# Description of the task
Would you please copy every line from the records that contains the word "JwtError"?

# Data section
//! Domain layer for the soil survey backend.
//!
//! This crate contains:
//! - Domain models (Area, Measurement, points and progress views)
//! - The aggregate, sequencing and progress engines
//! - The survey workflow service and the storage/relay seams it drives
//! - Domain error types

pub mod error;
pub mod models;
pub mod services;

pub use error::{DomainError, DomainResult};
//! Firebase Realtime Database live relay.
//!
//! Implements the `LiveRelay` trait on top of the Realtime Database REST
//! API. `publish` only enqueues; a background worker owns the HTTP client,
//! the OAuth2 token and the retry loop, so request handlers never wait on
//! Firebase.
//!
//! Area snapshots are written with `PUT areas/{areaId}.json`; every other
//! event is appended with `POST live/areas/{areaId}/events.json`.

use std::time::{Duration, Instant};

use base64::{engine::general_purpose::STANDARD, Engine as _};
use chrono::Utc;
use domain::services::{LiveEvent, LiveRelay, RelayResult};
use metrics::counter;
use reqwest::{Client, Method, StatusCode};
use serde::{Deserialize, Serialize};
use tokio::sync::mpsc;

use crate::config::RelayConfig;

const OAUTH_SCOPE: &str = "https://www.googleapis.com/auth/firebase.database \
                           https://www.googleapis.com/auth/userinfo.email";

/// Error type for relay operations.
#[derive(Debug, thiserror::Error)]
pub enum RelayError {
    #[error("Failed to parse credentials: {0}")]
    CredentialsError(String),

    #[error("Failed to create JWT: {0}")]
    JwtError(String),

    #[error("Failed to get access token: {0}")]
    TokenError(String),

    #[error("HTTP request failed: {0}")]
    HttpError(#[from] reqwest::Error),

    #[error("Firebase API error ({0}): {1}")]
    ApiError(u16, String),

    #[error("Live relay is not enabled")]
    NotEnabled,
}

/// Google service account credentials structure.
#[derive(Debug, Clone, Deserialize)]
struct ServiceAccountCredentials {
    client_email: String,
    private_key: String,
    #[serde(default = "default_token_uri")]
    token_uri: String,
}

fn default_token_uri() -> String {
    "https://oauth2.googleapis.com/token".to_string()
}

/// JWT claims for Google OAuth2 service account authentication.
#[derive(Debug, Serialize)]
struct JwtClaims {
    iss: String,
    scope: String,
    aud: String,
    iat: i64,
    exp: i64,
}

#[derive(Debug, Deserialize)]
struct TokenResponse {
    access_token: String,
    expires_in: u64,
}

struct CachedToken {
    access_token: String,
    expires_at: Instant,
}

/// One REST write derived from a live event.
#[derive(Debug, PartialEq)]
struct RelayWrite {
    method: Method,
    path: String,
    body: serde_json::Value,
}

impl RelayWrite {
    fn from_event(event: &LiveEvent) -> Result<Self, serde_json::Error> {
        match event {
            LiveEvent::AreaUpdated { area } => Ok(Self {
                method: Method::PUT,
                path: format!("areas/{}", area.area_id),
                body: serde_json::to_value(area)?,
            }),
            other => {
                let mut body = serde_json::to_value(other)?;
                if let Some(map) = body.as_object_mut() {
                    // Firebase server timestamp placeholder
                    map.insert(
                        "timestamp".to_string(),
                        serde_json::json!({ ".sv": "timestamp" }),
                    );
                }
                Ok(Self {
                    method: Method::POST,
                    path: format!("live/areas/{}/events", other.area_id()),
                    body,
                })
            }
        }
    }
}

/// Relay handle given to the survey service.
pub struct FirebaseRelay {
    sender: mpsc::Sender<LiveEvent>,
}

impl FirebaseRelay {
    /// Parse credentials, build the HTTP client and spawn the delivery worker.
    ///
    /// Must be called from within a Tokio runtime.
    pub fn spawn(config: RelayConfig) -> Result<Self, RelayError> {
        if !config.enabled {
            return Err(RelayError::NotEnabled);
        }

        let credentials = load_credentials(&config.credentials)?;
        let client = Client::builder()
            .timeout(Duration::from_millis(config.timeout_ms))
            .build()?;

        let (sender, receiver) = mpsc::channel(config.queue_capacity.max(1));
        let worker = RelayWorker {
            client,
            base_url: config.database_url.trim_end_matches('/').to_string(),
            credentials,
            max_retries: config.max_retries,
            token: None,
        };
        tokio::spawn(worker.run(receiver));

        tracing::info!(
            database_url = %config.database_url,
            queue_capacity = config.queue_capacity,
            "Firebase live relay started"
        );
        Ok(Self { sender })
    }
}

impl LiveRelay for FirebaseRelay {
    fn publish(&self, event: LiveEvent) -> RelayResult {
        let kind = event.kind();
        match self.sender.try_send(event) {
            Ok(()) => RelayResult::Queued,
            Err(mpsc::error::TrySendError::Full(event)) => {
                counter!("soil_relay_events_total", "event" => kind, "outcome" => "dropped")
                    .increment(1);
                tracing::warn!(
                    area_id = %event.area_id(),
                    event = kind,
                    "Live relay queue full, dropping event"
                );
                RelayResult::Dropped("relay queue full".to_string())
            }
            Err(mpsc::error::TrySendError::Closed(_)) => {
                counter!("soil_relay_events_total", "event" => kind, "outcome" => "dropped")
                    .increment(1);
                RelayResult::Dropped("relay worker stopped".to_string())
            }
        }
    }
}

/// Relay used when `relay.enabled` is false.
#[derive(Debug, Default)]
pub struct DisabledRelay;

impl LiveRelay for DisabledRelay {
    fn publish(&self, event: LiveEvent) -> RelayResult {
        tracing::trace!(area_id = %event.area_id(), event = event.kind(), "Live relay disabled");
        RelayResult::Disabled
    }
}

struct RelayWorker {
    client: Client,
    base_url: String,
    credentials: ServiceAccountCredentials,
    max_retries: u32,
    token: Option<CachedToken>,
}

impl RelayWorker {
    async fn run(mut self, mut receiver: mpsc::Receiver<LiveEvent>) {
        while let Some(event) = receiver.recv().await {
            let kind = event.kind();
            let area_id = event.area_id();

            let write = match RelayWrite::from_event(&event) {
                Ok(write) => write,
                Err(e) => {
                    tracing::error!(error = %e, event = kind, "Failed to serialize live event");
                    continue;
                }
            };

            match self.deliver(&write).await {
                Ok(()) => {
                    counter!("soil_relay_events_total", "event" => kind, "outcome" => "published")
                        .increment(1);
                    tracing::debug!(area_id = %area_id, event = kind, "Live event published");
                }
                Err(e) => {
                    counter!("soil_relay_events_total", "event" => kind, "outcome" => "failed")
                        .increment(1);
                    tracing::error!(
                        error = %e,
                        area_id = %area_id,
                        event = kind,
                        "Failed to publish live event"
                    );
                }
            }
        }
        tracing::info!("Firebase live relay stopped");
    }

    async fn access_token(&mut self) -> Result<String, RelayError> {
        if let Some(token) = &self.token {
            // Refresh a minute early
            if token.expires_at > Instant::now() + Duration::from_secs(60) {
                return Ok(token.access_token.clone());
            }
        }

        let (access_token, expires_at) = self.fetch_access_token().await?;
        self.token = Some(CachedToken {
            access_token: access_token.clone(),
            expires_at,
        });
        Ok(access_token)
    }

    async fn fetch_access_token(&self) -> Result<(String, Instant), RelayError> {
        let now = Utc::now().timestamp();
        let claims = JwtClaims {
            iss: self.credentials.client_email.clone(),
            scope: OAUTH_SCOPE.to_string(),
            aud: self.credentials.token_uri.clone(),
            iat: now,
            exp: now + 3600,
        };

        let header = jsonwebtoken::Header::new(jsonwebtoken::Algorithm::RS256);
        let encoding_key =
            jsonwebtoken::EncodingKey::from_rsa_pem(self.credentials.private_key.as_bytes())
                .map_err(|e| RelayError::JwtError(format!("Invalid private key: {}", e)))?;
        let jwt = jsonwebtoken::encode(&header, &claims, &encoding_key)
            .map_err(|e| RelayError::JwtError(e.to_string()))?;

        let response = self
            .client
            .post(&self.credentials.token_uri)
            .form(&[
                ("grant_type", "urn:ietf:params:oauth:grant-type:jwt-bearer"),
                ("assertion", jwt.as_str()),
            ])
            .send()
            .await?;

        if !response.status().is_success() {
            let error_text = response.text().await.unwrap_or_default();
            return Err(RelayError::TokenError(format!(
                "Token exchange failed: {}",
                error_text
            )));
        }

        let token: TokenResponse = response.json().await?;
        Ok((
            token.access_token,
            Instant::now() + Duration::from_secs(token.expires_in),
        ))
    }

    async fn deliver(&mut self, write: &RelayWrite) -> Result<(), RelayError> {
        let url = format!("{}/{}.json", self.base_url, write.path);

        let mut last_error = None;
        for attempt in 0..=self.max_retries {
            if attempt > 0 {
                // 100ms, 200ms, 400ms, ...
                tokio::time::sleep(Duration::from_millis(100 * (1u64 << (attempt - 1).min(10))))
                    .await;
            }

            let access_token = self.access_token().await?;
            let response = self
                .client
                .request(write.method.clone(), &url)
                .bearer_auth(&access_token)
                .json(&write.body)
                .send()
                .await;

            match response {
                Ok(resp) if resp.status().is_success() => return Ok(()),
                Ok(resp) => {
                    let status = resp.status();
                    let error_text = resp.text().await.unwrap_or_default();
                    let error = RelayError::ApiError(status.as_u16(), error_text);

                    if status == StatusCode::UNAUTHORIZED {
                        self.token = None;
                    } else if !status.is_server_error() && status != StatusCode::TOO_MANY_REQUESTS {
                        return Err(error);
                    }
                    last_error = Some(error);
                }
                Err(e) => last_error = Some(RelayError::HttpError(e)),
            }
        }

        Err(last_error.unwrap_or_else(|| RelayError::ApiError(0, "no attempt made".to_string())))
    }
}

/// Accepts inline JSON, base64-encoded JSON, or a path to a JSON file.
fn load_credentials(source: &str) -> Result<ServiceAccountCredentials, RelayError> {
    let source = source.trim();
    let json = if source.starts_with('{') {
        source.to_string()
    } else if let Ok(bytes) = STANDARD.decode(source) {
        String::from_utf8(bytes)
            .map_err(|e| RelayError::CredentialsError(format!("Invalid UTF-8: {}", e)))?
    } else {
        std::fs::read_to_string(source).map_err(|e| {
            RelayError::CredentialsError(format!("Failed to read credentials file: {}", e))
        })?
    };

    serde_json::from_str(&json)
        .map_err(|e| RelayError::CredentialsError(format!("Invalid JSON: {}", e)))
}
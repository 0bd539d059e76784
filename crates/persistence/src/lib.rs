//! Persistence layer for the soil survey backend.
//!
//! This crate contains:
//! - Database connection management
//! - Entity definitions (database row mappings)
//! - Repository implementations
//! - The Postgres-backed `AreaStore`

pub mod db;
pub mod entities;
pub mod error;
pub mod metrics;
pub mod repositories;
pub mod store;

pub use store::PgAreaStore;
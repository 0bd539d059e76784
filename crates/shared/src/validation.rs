//! Common validation utilities.

use validator::ValidationError;

/// Longest point identifier accepted (matches the `point_id` column width).
pub const MAX_POINT_ID_LENGTH: usize = 32;

lazy_static::lazy_static! {
    /// Allowed point identifier shape: starts alphanumeric, then `[A-Za-z0-9_.-]`.
    pub static ref POINT_ID_REGEX: regex::Regex =
        regex::Regex::new(r"^[A-Za-z0-9][A-Za-z0-9_.-]*$").unwrap();
}

fn range_error(code: &'static str, message: &'static str) -> ValidationError {
    let mut err = ValidationError::new(code);
    err.message = Some(message.into());
    err
}

/// Validates that a latitude value is within valid range (-90 to 90).
pub fn validate_latitude(lat: f64) -> Result<(), ValidationError> {
    if (-90.0..=90.0).contains(&lat) {
        Ok(())
    } else {
        Err(range_error(
            "latitude_range",
            "Latitude must be between -90 and 90",
        ))
    }
}

/// Validates that a longitude value is within valid range (-180 to 180).
pub fn validate_longitude(lon: f64) -> Result<(), ValidationError> {
    if (-180.0..=180.0).contains(&lon) {
        Ok(())
    } else {
        Err(range_error(
            "longitude_range",
            "Longitude must be between -180 and 180",
        ))
    }
}

/// Validates soil temperature in degrees Celsius (0 to 100).
pub fn validate_temperature(value: f64) -> Result<(), ValidationError> {
    if (0.0..=100.0).contains(&value) {
        Ok(())
    } else {
        Err(range_error(
            "temperature_range",
            "Temperature must be between 0 and 100",
        ))
    }
}

/// Validates soil moisture percentage (0 to 100).
pub fn validate_moisture(value: f64) -> Result<(), ValidationError> {
    if (0.0..=100.0).contains(&value) {
        Ok(())
    } else {
        Err(range_error(
            "moisture_range",
            "Moisture must be between 0 and 100",
        ))
    }
}

/// Validates soil pH (0 to 14).
pub fn validate_ph(value: f64) -> Result<(), ValidationError> {
    if (0.0..=14.0).contains(&value) {
        Ok(())
    } else {
        Err(range_error("ph_range", "pH must be between 0 and 14"))
    }
}

/// Validates that a nutrient reading (N, P or K) is non-negative.
///
/// The upper bound is deployment-specific and checked by the domain layer.
pub fn validate_nutrient(value: f64) -> Result<(), ValidationError> {
    if value.is_finite() && value >= 0.0 {
        Ok(())
    } else {
        Err(range_error(
            "nutrient_range",
            "Nutrient values must be non-negative",
        ))
    }
}

/// Validates a single point identifier such as `A1` or `P003`.
pub fn validate_point_id(point_id: &str) -> Result<(), ValidationError> {
    if point_id.is_empty() || point_id.len() > MAX_POINT_ID_LENGTH {
        return Err(range_error(
            "point_id_length",
            "Point ID must be 1-32 characters",
        ));
    }
    if !POINT_ID_REGEX.is_match(point_id) {
        return Err(range_error(
            "point_id_format",
            "Point ID may only contain letters, digits, '_', '.' and '-'",
        ));
    }
    Ok(())
}

/// Validates every entry of an explicit point identifier list.
pub fn validate_point_ids(point_ids: &[String]) -> Result<(), ValidationError> {
    if point_ids.is_empty() {
        return Err(range_error(
            "point_ids_empty",
            "At least one point ID is required",
        ));
    }
    point_ids.iter().try_for_each(|id| validate_point_id(id))
}

#[cfg(test)]
mod tests {
    use super::*;

    #[test]
    fn test_validate_latitude() {
        assert!(validate_latitude(0.0).is_ok());
        assert!(validate_latitude(90.0).is_ok());
        assert!(validate_latitude(-90.0).is_ok());
        assert!(validate_latitude(90.1).is_err());
        assert!(validate_latitude(-90.1).is_err());
    }

    #[test]
    fn test_validate_longitude() {
        assert!(validate_longitude(0.0).is_ok());
        assert!(validate_longitude(180.0).is_ok());
        assert!(validate_longitude(-180.0).is_ok());
        assert!(validate_longitude(180.1).is_err());
    }

    #[test]
    fn test_validate_longitude_error_message() {
        let err = validate_longitude(200.0).unwrap_err();
        assert_eq!(
            err.message.unwrap().to_string(),
            "Longitude must be between -180 and 180"
        );
    }

    #[test]
    fn test_validate_temperature() {
        assert!(validate_temperature(0.0).is_ok());
        assert!(validate_temperature(25.5).is_ok());
        assert!(validate_temperature(100.0).is_ok());
        assert!(validate_temperature(-1.0).is_err());
        assert!(validate_temperature(100.01).is_err());
    }

    #[test]
    fn test_validate_moisture() {
        assert!(validate_moisture(30.0).is_ok());
        assert!(validate_moisture(-0.5).is_err());
        assert!(validate_moisture(101.0).is_err());
    }

    #[test]
    fn test_validate_ph() {
        assert!(validate_ph(6.5).is_ok());
        assert!(validate_ph(14.0).is_ok());
        assert!(validate_ph(14.1).is_err());
        assert!(validate_ph(-1.0).is_err());
    }

    #[test]
    fn test_validate_ph_error_message() {
        let err = validate_ph(20.0).unwrap_err();
        assert_eq!(err.message.unwrap().to_string(), "pH must be between 0 and 14");
    }

    #[test]
    fn test_validate_nutrient() {
        assert!(validate_nutrient(0.0).is_ok());
        assert!(validate_nutrient(9999.0).is_ok());
        assert!(validate_nutrient(-1.0).is_err());
        assert!(validate_nutrient(f64::NAN).is_err());
    }

    #[test]
    fn test_validate_point_id() {
        assert!(validate_point_id("A1").is_ok());
        assert!(validate_point_id("P003").is_ok());
        assert!(validate_point_id("row-2_col.5").is_ok());
        assert!(validate_point_id("").is_err());
        assert!(validate_point_id("-A1").is_err());
        assert!(validate_point_id("A 1").is_err());
        assert!(validate_point_id(&"X".repeat(33)).is_err());
    }

    #[test]
    fn test_validate_point_ids() {
        assert!(validate_point_ids(&["A1".to_string(), "A2".to_string()]).is_ok());
        assert!(validate_point_ids(&[]).is_err());
        assert!(validate_point_ids(&["A1".to_string(), "bad id".to_string()]).is_err());
    }
}
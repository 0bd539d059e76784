//! HTTP route handlers.

pub mod areas;
pub mod coordinates;
pub mod health;
pub mod measurements;
pub mod points;
pub mod sessions;
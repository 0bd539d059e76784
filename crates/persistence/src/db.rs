//! Database connection pool management.

use sqlx::postgres::PgPoolOptions;
use sqlx::PgPool;
use std::time::Duration;

/// Database configuration.
#[derive(Debug, Clone)]
pub struct DatabaseConfig {
    pub url: String,
    pub max_connections: u32,
    pub min_connections: u32,
    pub connect_timeout_secs: u64,
    pub idle_timeout_secs: u64,
}

/// Creates a PostgreSQL connection pool with the given configuration.
pub async fn create_pool(config: &DatabaseConfig) -> Result<PgPool, sqlx::Error> {
    PgPoolOptions::new()
        .max_connections(config.max_connections)
        .min_connections(config.min_connections)
        .acquire_timeout(Duration::from_secs(config.connect_timeout_secs))
        .idle_timeout(Duration::from_secs(config.idle_timeout_secs))
        .connect(&config.url)
        .await
}

/// Applies the embedded schema migrations.
pub async fn run_migrations(pool: &PgPool) -> Result<(), sqlx::migrate::MigrateError> {
    sqlx::migrate!("./src/migrations").run(pool).await
}

/// Creates a pool that connects on first use. Lets the server (and tests)
/// start before the database is reachable.
pub fn create_lazy_pool(config: &DatabaseConfig) -> Result<PgPool, sqlx::Error> {
    PgPoolOptions::new()
        .max_connections(config.max_connections)
        .acquire_timeout(Duration::from_secs(config.connect_timeout_secs))
        .connect_lazy(&config.url)
}
/// Entry point for every area, point and measurement operation.
pub struct SurveyService {
    store: Arc<dyn AreaStore>,
    relay: Arc<dyn LiveRelay>,
    settings: SurveySettings,
}
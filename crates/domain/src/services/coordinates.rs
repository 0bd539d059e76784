//! Coordinate coverage and grid-based estimation over an area's points.

use crate::models::coordinates::{
    CoordinateBounds, CoordinateCounts, EstimateCoordinatesRequest, EstimatedPoint, GpsStatistics,
};
use crate::models::{GridPosition, LatLng, Measurement};

/// Minimum digit count of counter ids such as `P001`.
const COUNTER_DIGITS: usize = 3;

/// Counts located and unlocated rows.
pub fn count_coordinates<'a>(points: impl IntoIterator<Item = &'a Measurement>) -> CoordinateCounts {
    let mut counts = CoordinateCounts::default();
    for point in points {
        counts.total_points += 1;
        if LatLng::of(point).is_some() {
            counts.points_with_coordinates += 1;
        } else {
            counts.points_without_coordinates += 1;
        }
    }
    counts
}

/// Coverage, bounding box and centroid of the area's located points.
pub fn compute_gps_statistics(points: &[Measurement]) -> GpsStatistics {
    let points: Vec<&Measurement> = points.iter().filter(|p| p.is_point()).collect();
    let counts = count_coordinates(points.iter().copied());
    let located: Vec<LatLng> = points.iter().filter_map(|p| LatLng::of(p)).collect();

    let coverage_percentage = if counts.total_points == 0 {
        0
    } else {
        (counts.points_with_coordinates as f64 / counts.total_points as f64 * 100.0).round() as u32
    };

    let bounds = located.split_first().map(|(first, rest)| {
        rest.iter().fold(
            CoordinateBounds {
                min_lat: first.lat,
                max_lat: first.lat,
                min_lng: first.lng,
                max_lng: first.lng,
            },
            |b, p| CoordinateBounds {
                min_lat: b.min_lat.min(p.lat),
                max_lat: b.max_lat.max(p.lat),
                min_lng: b.min_lng.min(p.lng),
                max_lng: b.max_lng.max(p.lng),
            },
        )
    });

    let center = (!located.is_empty()).then(|| {
        let n = located.len() as f64;
        let (lat, lng) = located
            .iter()
            .fold((0.0, 0.0), |(lat, lng), p| (lat + p.lat, lng + p.lng));
        LatLng::rounded(lat / n, lng / n)
    });

    GpsStatistics {
        counts,
        coverage_percentage,
        bounds,
        center,
    }
}

/// Maps a point id onto a zero-based grid cell.
///
/// Counter ids (`P` followed by at least three digits) run row by row across
/// `grid_cols` columns. Lettered ids (`B4`) take the row from the letter and
/// the column from the number. Anything else lands on the origin.
pub fn grid_position(point_id: &str, grid_cols: u32) -> GridPosition {
    let mut chars = point_id.chars();
    let Some(letter) = chars.next().filter(char::is_ascii_uppercase) else {
        return GridPosition::default();
    };
    let digits = chars.as_str();
    if digits.is_empty() || !digits.bytes().all(|b| b.is_ascii_digit()) {
        return GridPosition::default();
    }
    let Ok(number) = digits.parse::<u32>() else {
        return GridPosition::default();
    };
    let index = number.saturating_sub(1);

    if letter == 'P' && digits.len() >= COUNTER_DIGITS {
        let cols = grid_cols.max(1);
        GridPosition {
            row: index / cols,
            col: index % cols,
        }
    } else {
        GridPosition {
            row: u32::from(letter) - u32::from('A'),
            col: index,
        }
    }
}

/// Estimates coordinates for every point that lacks them.
pub fn estimate_missing(
    points: &[Measurement],
    grid: &EstimateCoordinatesRequest,
) -> Vec<EstimatedPoint> {
    points
        .iter()
        .filter(|p| LatLng::of(p).is_none())
        .filter_map(|p| {
            let point_id = p.point_id.clone()?;
            let grid_position = grid_position(&point_id, grid.grid_cols);
            Some(EstimatedPoint {
                estimated_coordinates: LatLng::rounded(
                    grid.start_lat + f64::from(grid_position.row) * grid.lat_spacing,
                    grid.start_lng + f64::from(grid_position.col) * grid.lng_spacing,
                ),
                measurement_id: p.measurement_id,
                point_id,
                grid_position,
            })
        })
        .collect()
}
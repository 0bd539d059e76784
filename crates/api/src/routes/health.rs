//! Health check endpoint handlers.

use std::time::Instant;

use axum::{extract::State, http::StatusCode, Json};
use serde::Serialize;

use crate::app::AppState;

/// Health check response.
#[derive(Debug, Serialize)]
#[serde(rename_all = "camelCase")]
pub struct HealthResponse {
    pub status: String,
    pub version: String,
    pub database: DatabaseHealth,
    pub relay_enabled: bool,
}

/// Database health status.
#[derive(Debug, Serialize)]
#[serde(rename_all = "camelCase")]
pub struct DatabaseHealth {
    pub connected: bool,
    pub latency_ms: Option<u64>,
}

/// Simple status response for liveness/readiness checks.
#[derive(Debug, Serialize)]
pub struct StatusResponse {
    pub status: String,
}

async fn ping(state: &AppState) -> Option<u64> {
    let start = Instant::now();
    match sqlx::query("SELECT 1").execute(&state.pool).await {
        Ok(_) => Some(start.elapsed().as_millis() as u64),
        Err(e) => {
            tracing::warn!(error = %e, "Database health check failed");
            None
        }
    }
}

/// Full health check: database round trip plus relay configuration.
///
/// GET /api/health
pub async fn health_check(
    State(state): State<AppState>,
) -> (StatusCode, Json<HealthResponse>) {
    let latency_ms = ping(&state).await;
    let connected = latency_ms.is_some();
    persistence::metrics::record_pool_metrics(&state.pool);

    let response = HealthResponse {
        status: if connected { "healthy" } else { "unhealthy" }.to_string(),
        version: env!("CARGO_PKG_VERSION").to_string(),
        database: DatabaseHealth {
            connected,
            latency_ms,
        },
        relay_enabled: state.config.relay.enabled,
    };

    let status = if connected {
        StatusCode::OK
    } else {
        StatusCode::SERVICE_UNAVAILABLE
    };
    (status, Json(response))
}

/// Liveness check: 200 while the process is running.
///
/// GET /api/health/live
pub async fn live() -> Json<StatusResponse> {
    Json(StatusResponse {
        status: "alive".to_string(),
    })
}

/// Readiness check: 200 once the database answers.
///
/// GET /api/health/ready
pub async fn ready(State(state): State<AppState>) -> Result<Json<StatusResponse>, StatusCode> {
    match ping(&state).await {
        Some(_) => Ok(Json(StatusResponse {
            status: "ready".to_string(),
        })),
        None => Err(StatusCode::SERVICE_UNAVAILABLE),
    }
}

#[cfg(test)]
mod tests {
    use super::*;

    #[test]
    fn test_health_response_serialization() {
        let response = HealthResponse {
            status: "healthy".to_string(),
            version: "0.3.0".to_string(),
            database: DatabaseHealth {
                connected: true,
                latency_ms: Some(4),
            },
            relay_enabled: false,
        };
        let json = serde_json::to_value(&response).unwrap();
        assert_eq!(json["status"], "healthy");
        assert_eq!(json["database"]["latencyMs"], 4);
        assert_eq!(json["relayEnabled"], false);
    }

    #[test]
    fn test_unhealthy_has_no_latency() {
        let health = DatabaseHealth {
            connected: false,
            latency_ms: None,
        };
        let json = serde_json::to_value(&health).unwrap();
        assert!(json["latencyMs"].is_null());
    }

    #[tokio::test]
    async fn test_live() {
        assert_eq!(live().await.0.status, "alive");
    }
}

# The answer
    JwtError(String),
                .map_err(|e| RelayError::JwtError(format!("Invalid private key: {}", e)))?;
            .map_err(|e| RelayError::JwtError(e.to_string()))?;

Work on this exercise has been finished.